Critique Épisodique

Beyond This Side

Développeur : Glim Games – Éditeur : Crescent Moon Games 
Date de Sortie :
20 mars 2020 (deux épisodes dispo) – Prix : 3.99 €

Si l’univers de Beyond This Side se montre à la fois intrigant et mystérieux, les développeurs derrière ce point&click aux allures de nouvelles de Stephen King peuvent se targuer de l’être tout autant. En effet, le studio Glim Games semble inexistant, ou presque, sur la toile. Ce n’est cependant pas faute d’avoir bourriné la barre de recherche Google à l’aide de mots clés farfelus, dans l’espoir de glaner une misérable information les concernant. Un compte Twitter ? Nada. Facebook ? Niet. Youtube? Rien. Un site officiel qui annonce un « COME BACK SOON ! » aussi enthousiaste que frustrant… et une campagne de promotion fantomatique autour du jeu. Mais comme le dit l’adage, l’effort finit toujours par payer ; et c’est après plusieurs heures d’un crapahutage intensif dans les méandres du net que le Graal s’offre à moi : le compte Linkedin d’un des développeurs du studio, de nationalité turque. C’est tout. Voilà. Pas mal, non ? Non ? Bien…

De l'autre côté du miroir

J’entends déjà les mauvaises langues m’affirmer que je brasse du vide avec ma logorrhée introductive. Celle-ci apparaît néanmoins à-propos, puisqu’en étant aussi insaisissables, les développeurs de Beyond This Side ont réussi à me mettre, le temps d’une soirée, dans la peau de leur protagoniste, Sam. Enfin, avec le contexte mélancolique en moins. Car depuis près de six mois, la femme de Sam reste introuvable. Seule sa main, tranchée, fut retrouvée au fond d’une obscure ruelle uniquement squattée par un vieillard sans-abri, sympathique au demeurant, quoiqu’un peu perché. Incapable de réaliser son deuil en l’absence d’un corps, Sam parcourt inlassablement l’endroit de la disparition à la recherche du moindre indice, que la police ou lui-même auraient pu rater. L’homme s’est tellement imprégné des lieux qu’il s’y est façonné ses habitudes : des donuts généreusement offerts au SDF chaque matin, afin de le rendre plus loquace ; quelques mots échangés avec le serveur avenant du café du coin ; puis les mêmes murs à scruter, encore et toujours. Un rituel morbide parfaitement réglé.

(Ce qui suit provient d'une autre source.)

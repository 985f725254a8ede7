use crate::config::AppState;
use chrono::Local;
use hyper::Method;
use std::net::SocketAddr;

pub fn log_server_start(addr: &SocketAddr, state: &AppState) {
    println!("======================================");
    println!("Recitation library server started");
    println!("Serving directory: {}", state.root.display());
    println!("Visit: http://localhost:{}/", state.config.server.port);
    println!("Listening on: http://{addr}");
    if let Some(workers) = state.config.server.workers {
        println!("Worker threads: {workers}");
    }
    println!("Press Ctrl+C to stop the server");
    println!("======================================\n");
}

pub fn log_connection_accepted(peer_addr: &SocketAddr) {
    println!("[Connection] Accepted from: {peer_addr}");
}

pub fn log_connection_error(err: &impl std::fmt::Debug) {
    eprintln!("[Error] Failed to serve connection: {err:?}");
}

/// One Common Log Format style line per handled request.
pub fn log_access(method: &Method, path: &str, status: u16, body_bytes: u64) {
    println!(
        "[{}] \"{method} {path}\" {status} {body_bytes}",
        Local::now().format("%d/%b/%Y:%H:%M:%S %z")
    );
}

pub fn log_warning(message: &str) {
    eprintln!("[WARN] {message}");
}

pub fn log_error(message: &str) {
    eprintln!("[ERROR] {message}");
}

pub fn log_shutdown() {
    println!("\nServer stopped");
}
//! HTTP response building module
//!
//! Provides builders for the status code responses the server produces.
//! CORS headers are not set here; the router injects them on every outgoing
//! response.

use http_body_util::Full;
use hyper::body::Bytes;
use hyper::Response;

/// Build 200 response for an OPTIONS preflight request. Empty body; the disk
/// is never touched for these.
pub fn build_options_response() -> Response<Full<Bytes>> {
    Response::builder()
        .status(200)
        .body(Full::new(Bytes::new()))
        .unwrap_or_else(|e| {
            log_build_error("OPTIONS", &e);
            Response::new(Full::new(Bytes::new()))
        })
}

/// Build 400 Bad Request response
pub fn build_400_response() -> Response<Full<Bytes>> {
    Response::builder()
        .status(400)
        .header("Content-Type", "text/plain")
        .body(Full::new(Bytes::from("400 Bad Request")))
        .unwrap_or_else(|e| {
            log_build_error("400", &e);
            Response::new(Full::new(Bytes::from("400 Bad Request")))
        })
}

/// Build 403 Forbidden response
pub fn build_403_response() -> Response<Full<Bytes>> {
    Response::builder()
        .status(403)
        .header("Content-Type", "text/plain")
        .body(Full::new(Bytes::from("403 Forbidden")))
        .unwrap_or_else(|e| {
            log_build_error("403", &e);
            Response::new(Full::new(Bytes::from("403 Forbidden")))
        })
}

/// Build 404 Not Found response
pub fn build_404_response() -> Response<Full<Bytes>> {
    Response::builder()
        .status(404)
        .header("Content-Type", "text/plain")
        .body(Full::new(Bytes::from("404 Not Found")))
        .unwrap_or_else(|e| {
            log_build_error("404", &e);
            Response::new(Full::new(Bytes::from("404 Not Found")))
        })
}

/// Build 405 Method Not Allowed response
pub fn build_405_response() -> Response<Full<Bytes>> {
    Response::builder()
        .status(405)
        .header("Content-Type", "text/plain")
        .header("Allow", "GET, HEAD, OPTIONS")
        .body(Full::new(Bytes::from("405 Method Not Allowed")))
        .unwrap_or_else(|e| {
            log_build_error("405", &e);
            Response::new(Full::new(Bytes::from("405 Method Not Allowed")))
        })
}

/// Build 413 Payload Too Large response
pub fn build_413_response() -> Response<Full<Bytes>> {
    Response::builder()
        .status(413)
        .header("Content-Type", "text/plain")
        .body(Full::new(Bytes::from("413 Payload Too Large")))
        .unwrap_or_else(|e| {
            log_build_error("413", &e);
            Response::new(Full::new(Bytes::from("413 Payload Too Large")))
        })
}

/// Build 500 Internal Server Error response
pub fn build_500_response() -> Response<Full<Bytes>> {
    Response::builder()
        .status(500)
        .header("Content-Type", "text/plain")
        .body(Full::new(Bytes::from("500 Internal Server Error")))
        .unwrap_or_else(|e| {
            log_build_error("500", &e);
            Response::new(Full::new(Bytes::from("500 Internal Server Error")))
        })
}

/// Build 301 redirect response (directory paths get a trailing slash)
pub fn build_redirect_response(target: &str) -> Response<Full<Bytes>> {
    Response::builder()
        .status(301)
        .header("Location", target)
        .header("Content-Type", "text/plain")
        .body(Full::new(Bytes::from("Redirecting...")))
        .unwrap_or_else(|e| {
            log_build_error("301", &e);
            Response::new(Full::new(Bytes::from("Redirecting...")))
        })
}

/// Build a 200 response carrying file bytes verbatim.
///
/// HEAD requests get the same headers, Content-Length included, with an
/// empty body.
pub fn build_file_response(data: Bytes, content_type: &str, is_head: bool) -> Response<Full<Bytes>> {
    let content_length = data.len();
    let body = if is_head { Bytes::new() } else { data };

    Response::builder()
        .status(200)
        .header("Content-Type", content_type)
        .header("Content-Length", content_length)
        .body(Full::new(body))
        .unwrap_or_else(|e| {
            log_build_error("200", &e);
            Response::new(Full::new(Bytes::new()))
        })
}

/// Build generic HTML response (directory listings)
pub fn build_html_response(content: String, is_head: bool) -> Response<Full<Bytes>> {
    let content_length = content.len();
    let body = if is_head {
        Bytes::new()
    } else {
        Bytes::from(content)
    };

    Response::builder()
        .status(200)
        .header("Content-Type", "text/html; charset=utf-8")
        .header("Content-Length", content_length)
        .body(Full::new(body))
        .unwrap_or_else(|e| {
            log_build_error("HTML", &e);
            Response::new(Full::new(Bytes::new()))
        })
}

/// Log response build error
fn log_build_error(status: &str, error: &hyper::http::Error) {
    crate::logger::log_error(&format!("Failed to build {status} response: {error}"));
}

Mais voilà qu’un jour pourtant semblable aux autres, le cœur de Sam se glace lorsqu’il perçoit une présence surnaturelle dans son dos. Un monde invisible s’immisce alors progressivement dans le réel ; l’occasion pour Beyond This Side de nous présenter son deuxième personnage jouable, une jeune femme « gothique » et fana de littérature fantastique, dont le destin s’entrecroisera avec celui du jeune homme. Toutefois, cette multiplicité de points de vue ne s’accompagne pas de mécaniques de gameplay particulières — comme on a pu le voir, jadis, avec la logique coopérative d’un Day of the Tentacle — puisque l’alternance entre les deux protagonistes est chaque fois scriptée et sert seulement à déployer le scénario. 

Plus largement, on ne peut pas dire que la jouabilité de Beyond This Side brille par son audace et son originalité. Au contraire, le titre s’affranchit même de certaines mécaniques si chères aux point&click traditionnels, telles que la sacro-sainte combinaison d’objets, ou encore la fouille minutieuse du décor, pixel après pixel, à la recherche d’éléments avec lesquels interagir. Les développeurs ont ainsi fait le choix de rythmer l’aventure avant tout grâce à de nombreux casse-têtes et mini-jeux plus ou moins difficiles. Plutôt moins que plus, d’ailleurs. Effectivement, si certaines énigmes se montrent bien ficelées et intéressantes à résoudre, la plupart se plient les mains dans le slip, pour peu que l’on ait l’empan mnésique d’un enfant de quatre ans. Puis bon, si jamais les moins doués d’entre nous transpirent d’avance à l’idée même de faire fonctionner quelques minutes leurs neurones, le jeu propose de zapper sans vergogne les puzzles les plus retors. Shame !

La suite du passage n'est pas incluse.